Aujourd’hui, les neuf États dotés d’armes nucléaires dans le monde possèdent quelque 13 000 armes nucléaires, dont plus de 90 % sont détenues par les États-Unis et la Russie. Bien que leurs stocks aient considérablement diminué par rapport aux niveaux de pointe de la guerre froide, chaque pays déploie encore quelque 1 400 ogives nucléaires meurtrières sur des centaines de missiles et de bombardiers à longue portée, terrestres et maritimes, avec des milliers d’ogives supplémentaires en réserve.
Si elles étaient utilisées, ces armes pourraient tuer ou blesser 100 millions de personnes en quelques heures seulement et en empoisonner des millions d’autres dans les jours et les semaines suivants. Les effets seraient catastrophiques et inacceptables. Pourtant, le risque d’une telle guerre nucléaire est plus élevé à la suite des menaces d’utilisation nucléaire du président russe Vladimir Poutine contre tout État qui tenterait d’interférer dans l’invasion russe de l’Ukraine.
Dans le même temps, les principaux accords bilatéraux de maîtrise des armements nucléaires conçus pour réduire les tensions et prévenir la course aux armements, tels que le Traité sur les forces nucléaires à portée intermédiaire (FNI) de 1987, ont disparu ou sont menacés.

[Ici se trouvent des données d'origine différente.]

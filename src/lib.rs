//! Claimant: issue claim workflows over a remote issue tracker.
//!
//! This crate claims, releases, and verifies tracker issues in ordered
//! batches. A batch stops at the first failed remote operation and reports
//! which issues were already updated.
//!
//! # Architecture
//!
//! Claimant follows hexagonal architecture principles:
//!
//! - **Domain**: Issue references, snapshots, and outcomes
//! - **Ports**: Tracker, identity, branch-naming, and progress traits
//! - **Adapters**: In-memory, GitHub REST, and git-naming implementations
//!
//! # Modules
//!
//! - [`claim`]: Verification, claim, and release workflows

pub mod claim;
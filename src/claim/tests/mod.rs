//! Unit tests for the claim workflows.

mod support;
//! Verification that issues exist, are open, and are unclaimed.

use super::{WorkflowError, WorkflowResult};
use crate::claim::{
    config::{ConfigError, WorkflowConfig},
    domain::{Issue, IssueReference},
    ports::IssueTracker,
};
use std::sync::Arc;
use tracing::{debug, instrument};

/// Request payload for issue verification.
#[derive(Debug, Clone, PartialEq, Eq)]
pub struct VerifyRequest {
    issues: Vec<IssueReference>,
    not_closed: bool,
    claim_label: Option<String>,
}

impl VerifyRequest {
    /// Creates a request that only checks existence.
    #[must_use]
    pub const fn new(issues: Vec<IssueReference>) -> Self {
        Self {
            issues,
            not_closed: false,
            claim_label: None,
        }
    }

    /// Also rejects closed issues.
    #[must_use]
    pub const fn not_closed(mut self) -> Self {
        self.not_closed = true;
        self
    }

    /// Overrides the configured claim label for availability checks.
    #[must_use]
    pub fn with_claim_label(mut self, label: impl Into<String>) -> Self {
        self.claim_label = Some(label.into());
        self
    }

    /// Returns the issues to verify.
    #[must_use]
    pub fn issues(&self) -> &[IssueReference] {
        &self.issues
    }
}

/// Issue verification service.
#[derive(Clone)]
pub struct VerificationService<T>
where
    T: IssueTracker,
{
    tracker: Arc<T>,
    config: WorkflowConfig,
}

impl<T> VerificationService<T>
where
    T: IssueTracker,
{
    /// Creates a verification service.
    ///
    /// # Errors
    ///
    /// Returns [`ConfigError`] when `config` fails validation.
    pub fn new(tracker: Arc<T>, config: WorkflowConfig) -> Result<Self, ConfigError> {
        config.validate()?;
        Ok(Self { tracker, config })
    }

    /// Fetches every issue in order, failing on the first that is missing
    /// (or closed, when the request says so).
    ///
    /// # Errors
    ///
    /// Returns [`WorkflowError::NotFound`] for a missing issue,
    /// [`WorkflowError::IssueClosed`] for a closed issue when openness is
    /// required, and [`WorkflowError::Tracker`] for any other lookup failure.
    #[instrument(skip(self, request), fields(issues = request.issues.len(), not_closed = request.not_closed))]
    pub async fn verify_issues_exist(&self, request: &VerifyRequest) -> WorkflowResult<Vec<Issue>> {
        let mut fetched = Vec::with_capacity(request.issues.len());
        for reference in &request.issues {
            let issue = self
                .tracker
                .fetch_issue(reference)
                .await
                .map_err(|source| {
                    if source.is_not_found() {
                        WorkflowError::NotFound {
                            reference: reference.clone(),
                            source,
                        }
                    } else {
                        WorkflowError::Tracker {
                            reference: reference.clone(),
                            source,
                        }
                    }
                })?;

            if request.not_closed && issue.is_closed() {
                return Err(WorkflowError::IssueClosed {
                    reference: reference.clone(),
                });
            }
            debug!(issue = %reference, state = %issue.state(), "issue verified");
            fetched.push(issue);
        }
        Ok(fetched)
    }

    /// Verifies the issues exist, are open, and carry neither the claim label
    /// nor any assignee.
    ///
    /// # Errors
    ///
    /// Returns the errors of [`Self::verify_issues_exist`], or
    /// [`WorkflowError::AlreadyClaimed`] for the first claimed issue.
    #[instrument(skip(self, request), fields(issues = request.issues.len()))]
    pub async fn verify_issues_available(
        &self,
        request: &VerifyRequest,
    ) -> WorkflowResult<Vec<Issue>> {
        let open_request = request.clone().not_closed();
        let issues = self.verify_issues_exist(&open_request).await?;
        let claim_label = request
            .claim_label
            .as_deref()
            .unwrap_or(&self.config.claim_label);

        for (reference, issue) in request.issues.iter().zip(&issues) {
            if issue.is_claimed(claim_label) {
                return Err(WorkflowError::AlreadyClaimed {
                    identity: issue.claim_identity_or(reference),
                });
            }
        }
        Ok(issues)
    }
}
//! Progress sink that forwards lines to the `tracing` subscriber.

use crate::claim::ports::ProgressSink;
use tracing::info;

/// Emits every progress line as an `info` event.
#[derive(Debug, Clone, Copy, Default)]
pub struct TracingProgress;

impl ProgressSink for TracingProgress {
    fn push(&self, line: &str) {
        info!(target: "claimant::progress", "{line}");
    }
}
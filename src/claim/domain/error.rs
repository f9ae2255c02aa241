//! Error types for claim domain parsing and validation.

use thiserror::Error;

/// Errors returned while constructing claim domain values.
#[derive(Debug, Clone, Error, PartialEq, Eq)]
pub enum ClaimDomainError {
    /// The identifier is not of the form `org/repo/number`.
    #[error("invalid issue reference '{0}', expected org/repo/number")]
    InvalidIssueReference(String),

    /// The issue state reported by the tracker is not recognised.
    #[error("unknown issue state: {0}")]
    UnknownIssueState(String),

    /// The branch name is empty after trimming.
    #[error("work branch name must not be empty")]
    EmptyBranchName,
}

L’aggravation des tensions autour de la guerre de la Russie en Ukraine menace également le dernier traité restant limitant la taille et la composition de leurs arsenaux meurtriers – le nouveau traité de réduction des armes stratégiques de 2010 (New START), qui limite chaque partie à un maximum de 1 550 ogives stratégiques déployées. En février 2021, quelques jours seulement avant son expiration, les présidents Joe Biden et Vladimir Poutine ont convenu de prolonger le traité de cinq ans supplémentaires, et plus tard cette année-là, ils ont relancé un « dialogue stratégique sur la stabilité » dans le but de négocier de nouvelles réductions nucléaires.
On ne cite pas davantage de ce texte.